The required answer is every line of the data containing the word "DateTime".

GIVEN ENTRIES =

——

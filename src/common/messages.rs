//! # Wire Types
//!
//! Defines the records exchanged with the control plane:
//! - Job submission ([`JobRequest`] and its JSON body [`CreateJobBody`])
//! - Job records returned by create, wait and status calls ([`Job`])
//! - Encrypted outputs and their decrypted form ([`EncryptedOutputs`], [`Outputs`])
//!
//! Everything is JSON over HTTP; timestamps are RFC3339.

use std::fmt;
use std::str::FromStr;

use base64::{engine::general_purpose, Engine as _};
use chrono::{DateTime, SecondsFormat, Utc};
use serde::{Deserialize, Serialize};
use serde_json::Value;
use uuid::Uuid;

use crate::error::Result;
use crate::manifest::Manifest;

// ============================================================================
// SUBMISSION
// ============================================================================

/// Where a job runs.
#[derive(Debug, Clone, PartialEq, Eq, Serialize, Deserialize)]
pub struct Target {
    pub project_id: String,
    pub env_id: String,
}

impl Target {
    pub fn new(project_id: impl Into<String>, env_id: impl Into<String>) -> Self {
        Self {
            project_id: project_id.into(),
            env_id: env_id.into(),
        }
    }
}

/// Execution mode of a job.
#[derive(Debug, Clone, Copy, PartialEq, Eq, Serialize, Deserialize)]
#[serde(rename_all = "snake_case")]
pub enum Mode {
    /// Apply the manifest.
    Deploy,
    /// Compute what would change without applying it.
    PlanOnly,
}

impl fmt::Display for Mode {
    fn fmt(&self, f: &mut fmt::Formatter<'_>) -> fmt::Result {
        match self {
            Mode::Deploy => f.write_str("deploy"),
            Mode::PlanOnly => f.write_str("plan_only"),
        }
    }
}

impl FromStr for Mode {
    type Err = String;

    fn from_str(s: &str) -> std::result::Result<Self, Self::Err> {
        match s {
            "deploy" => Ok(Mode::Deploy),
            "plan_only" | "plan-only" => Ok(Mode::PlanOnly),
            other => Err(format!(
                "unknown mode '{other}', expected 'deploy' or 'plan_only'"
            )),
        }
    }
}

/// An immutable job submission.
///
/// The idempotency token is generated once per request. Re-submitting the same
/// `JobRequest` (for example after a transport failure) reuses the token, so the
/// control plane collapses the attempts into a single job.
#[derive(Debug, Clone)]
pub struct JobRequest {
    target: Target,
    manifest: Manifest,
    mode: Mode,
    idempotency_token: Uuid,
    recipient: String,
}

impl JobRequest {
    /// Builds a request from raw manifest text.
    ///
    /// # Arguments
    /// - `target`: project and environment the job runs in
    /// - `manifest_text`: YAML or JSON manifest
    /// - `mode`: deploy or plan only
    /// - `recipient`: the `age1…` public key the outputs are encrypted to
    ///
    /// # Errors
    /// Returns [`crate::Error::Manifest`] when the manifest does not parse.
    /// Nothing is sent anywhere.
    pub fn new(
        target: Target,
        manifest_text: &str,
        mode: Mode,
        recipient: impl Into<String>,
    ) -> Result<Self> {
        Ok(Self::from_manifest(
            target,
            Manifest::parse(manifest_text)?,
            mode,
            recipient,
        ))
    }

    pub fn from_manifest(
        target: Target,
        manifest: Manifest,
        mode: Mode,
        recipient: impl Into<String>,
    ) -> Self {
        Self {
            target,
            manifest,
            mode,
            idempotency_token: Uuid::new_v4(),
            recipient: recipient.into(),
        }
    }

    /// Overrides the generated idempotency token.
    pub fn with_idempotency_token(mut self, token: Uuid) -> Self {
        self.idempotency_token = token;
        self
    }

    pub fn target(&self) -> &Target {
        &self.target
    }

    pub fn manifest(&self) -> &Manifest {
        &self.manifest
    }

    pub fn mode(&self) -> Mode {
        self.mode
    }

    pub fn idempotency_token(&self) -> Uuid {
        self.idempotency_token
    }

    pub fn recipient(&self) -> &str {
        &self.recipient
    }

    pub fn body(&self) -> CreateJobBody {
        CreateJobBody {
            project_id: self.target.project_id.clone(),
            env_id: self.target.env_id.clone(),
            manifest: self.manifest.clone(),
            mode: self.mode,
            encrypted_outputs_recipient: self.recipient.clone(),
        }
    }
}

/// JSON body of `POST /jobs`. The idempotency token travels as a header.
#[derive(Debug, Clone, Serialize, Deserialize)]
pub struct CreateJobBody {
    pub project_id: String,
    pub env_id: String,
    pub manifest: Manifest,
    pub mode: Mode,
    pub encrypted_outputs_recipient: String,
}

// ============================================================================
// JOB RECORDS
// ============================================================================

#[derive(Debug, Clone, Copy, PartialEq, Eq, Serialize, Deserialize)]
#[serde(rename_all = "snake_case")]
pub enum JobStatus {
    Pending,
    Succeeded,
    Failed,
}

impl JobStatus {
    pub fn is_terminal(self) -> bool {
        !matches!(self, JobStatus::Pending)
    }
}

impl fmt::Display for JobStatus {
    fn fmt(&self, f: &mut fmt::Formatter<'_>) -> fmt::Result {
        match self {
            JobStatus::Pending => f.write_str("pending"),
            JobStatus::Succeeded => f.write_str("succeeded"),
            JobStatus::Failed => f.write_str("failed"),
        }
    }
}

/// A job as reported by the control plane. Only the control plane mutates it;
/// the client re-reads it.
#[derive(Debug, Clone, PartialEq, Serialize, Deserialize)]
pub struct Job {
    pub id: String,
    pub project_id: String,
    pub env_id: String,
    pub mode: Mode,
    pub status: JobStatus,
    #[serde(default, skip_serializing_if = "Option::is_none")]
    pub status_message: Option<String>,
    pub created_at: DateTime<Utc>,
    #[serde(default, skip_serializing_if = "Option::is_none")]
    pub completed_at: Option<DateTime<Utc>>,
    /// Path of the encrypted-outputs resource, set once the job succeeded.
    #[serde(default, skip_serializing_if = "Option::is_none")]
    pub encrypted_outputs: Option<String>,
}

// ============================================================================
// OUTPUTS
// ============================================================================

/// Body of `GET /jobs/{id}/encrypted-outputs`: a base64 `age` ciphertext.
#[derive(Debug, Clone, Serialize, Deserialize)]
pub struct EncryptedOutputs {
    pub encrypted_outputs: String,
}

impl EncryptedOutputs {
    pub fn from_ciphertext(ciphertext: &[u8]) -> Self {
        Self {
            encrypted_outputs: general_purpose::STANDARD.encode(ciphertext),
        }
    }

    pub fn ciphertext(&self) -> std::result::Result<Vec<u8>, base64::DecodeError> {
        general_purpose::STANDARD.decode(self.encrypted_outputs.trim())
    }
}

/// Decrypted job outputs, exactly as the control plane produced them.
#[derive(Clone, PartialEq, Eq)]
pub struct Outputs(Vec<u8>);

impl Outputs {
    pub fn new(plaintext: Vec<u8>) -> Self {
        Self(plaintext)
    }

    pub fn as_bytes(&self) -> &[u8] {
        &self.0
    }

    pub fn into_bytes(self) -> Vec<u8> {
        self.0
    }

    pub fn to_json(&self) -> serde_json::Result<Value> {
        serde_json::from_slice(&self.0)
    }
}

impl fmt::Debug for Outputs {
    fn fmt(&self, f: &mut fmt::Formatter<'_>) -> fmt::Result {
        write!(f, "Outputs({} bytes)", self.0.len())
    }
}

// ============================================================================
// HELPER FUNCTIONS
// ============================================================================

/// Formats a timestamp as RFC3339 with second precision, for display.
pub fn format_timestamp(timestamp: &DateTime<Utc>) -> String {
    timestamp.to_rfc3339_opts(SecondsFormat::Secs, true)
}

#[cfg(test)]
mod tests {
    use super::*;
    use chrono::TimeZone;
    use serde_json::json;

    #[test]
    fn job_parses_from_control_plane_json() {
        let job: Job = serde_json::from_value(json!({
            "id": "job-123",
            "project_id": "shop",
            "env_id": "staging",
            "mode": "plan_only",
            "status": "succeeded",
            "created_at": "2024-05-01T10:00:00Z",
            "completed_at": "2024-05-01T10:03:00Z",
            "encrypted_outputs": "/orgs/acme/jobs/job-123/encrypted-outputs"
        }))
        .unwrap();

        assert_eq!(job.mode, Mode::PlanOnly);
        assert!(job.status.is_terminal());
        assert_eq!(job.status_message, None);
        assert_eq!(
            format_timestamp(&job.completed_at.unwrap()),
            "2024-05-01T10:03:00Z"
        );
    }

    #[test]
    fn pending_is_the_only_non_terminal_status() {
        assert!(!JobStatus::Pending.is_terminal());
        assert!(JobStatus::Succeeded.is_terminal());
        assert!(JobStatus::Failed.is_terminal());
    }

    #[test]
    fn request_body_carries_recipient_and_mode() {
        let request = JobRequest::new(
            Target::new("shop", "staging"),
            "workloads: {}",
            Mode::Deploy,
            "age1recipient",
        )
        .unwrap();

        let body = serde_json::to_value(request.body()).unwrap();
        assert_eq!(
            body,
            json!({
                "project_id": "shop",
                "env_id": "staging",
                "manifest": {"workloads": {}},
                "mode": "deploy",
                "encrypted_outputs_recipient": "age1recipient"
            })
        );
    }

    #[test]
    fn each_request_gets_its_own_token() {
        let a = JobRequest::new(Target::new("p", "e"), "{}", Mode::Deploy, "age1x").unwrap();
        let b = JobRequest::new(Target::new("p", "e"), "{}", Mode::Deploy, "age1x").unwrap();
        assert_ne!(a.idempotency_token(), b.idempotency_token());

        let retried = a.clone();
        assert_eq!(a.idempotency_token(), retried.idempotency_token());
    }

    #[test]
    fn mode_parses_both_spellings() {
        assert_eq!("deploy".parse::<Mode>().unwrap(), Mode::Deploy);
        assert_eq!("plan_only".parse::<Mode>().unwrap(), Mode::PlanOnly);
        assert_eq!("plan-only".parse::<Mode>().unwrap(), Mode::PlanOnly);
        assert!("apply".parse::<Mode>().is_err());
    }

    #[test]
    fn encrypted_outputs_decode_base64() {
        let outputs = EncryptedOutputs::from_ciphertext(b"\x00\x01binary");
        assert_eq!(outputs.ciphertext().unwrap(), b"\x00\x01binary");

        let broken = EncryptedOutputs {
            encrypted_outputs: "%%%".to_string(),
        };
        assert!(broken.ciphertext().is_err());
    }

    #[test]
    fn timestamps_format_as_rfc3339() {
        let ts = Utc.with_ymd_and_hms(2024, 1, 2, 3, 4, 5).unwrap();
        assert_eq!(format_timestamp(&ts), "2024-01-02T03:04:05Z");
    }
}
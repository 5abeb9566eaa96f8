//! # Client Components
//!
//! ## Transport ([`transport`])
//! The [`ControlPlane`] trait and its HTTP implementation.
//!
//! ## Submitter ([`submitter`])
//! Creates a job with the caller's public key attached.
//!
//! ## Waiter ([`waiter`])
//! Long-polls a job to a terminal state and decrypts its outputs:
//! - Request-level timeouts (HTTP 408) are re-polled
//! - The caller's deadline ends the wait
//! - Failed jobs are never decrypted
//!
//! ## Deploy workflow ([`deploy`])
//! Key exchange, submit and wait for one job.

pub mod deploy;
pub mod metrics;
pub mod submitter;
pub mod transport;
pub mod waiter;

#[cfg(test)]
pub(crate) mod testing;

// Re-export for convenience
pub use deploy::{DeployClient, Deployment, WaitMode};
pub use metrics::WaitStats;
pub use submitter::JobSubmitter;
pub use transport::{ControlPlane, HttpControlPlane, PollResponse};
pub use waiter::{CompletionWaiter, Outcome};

——

ANSWER BELOW =
use chrono::{DateTime, SecondsFormat, Utc};
    pub created_at: DateTime<Utc>,
    pub completed_at: Option<DateTime<Utc>>,
pub fn format_timestamp(timestamp: &DateTime<Utc>) -> String {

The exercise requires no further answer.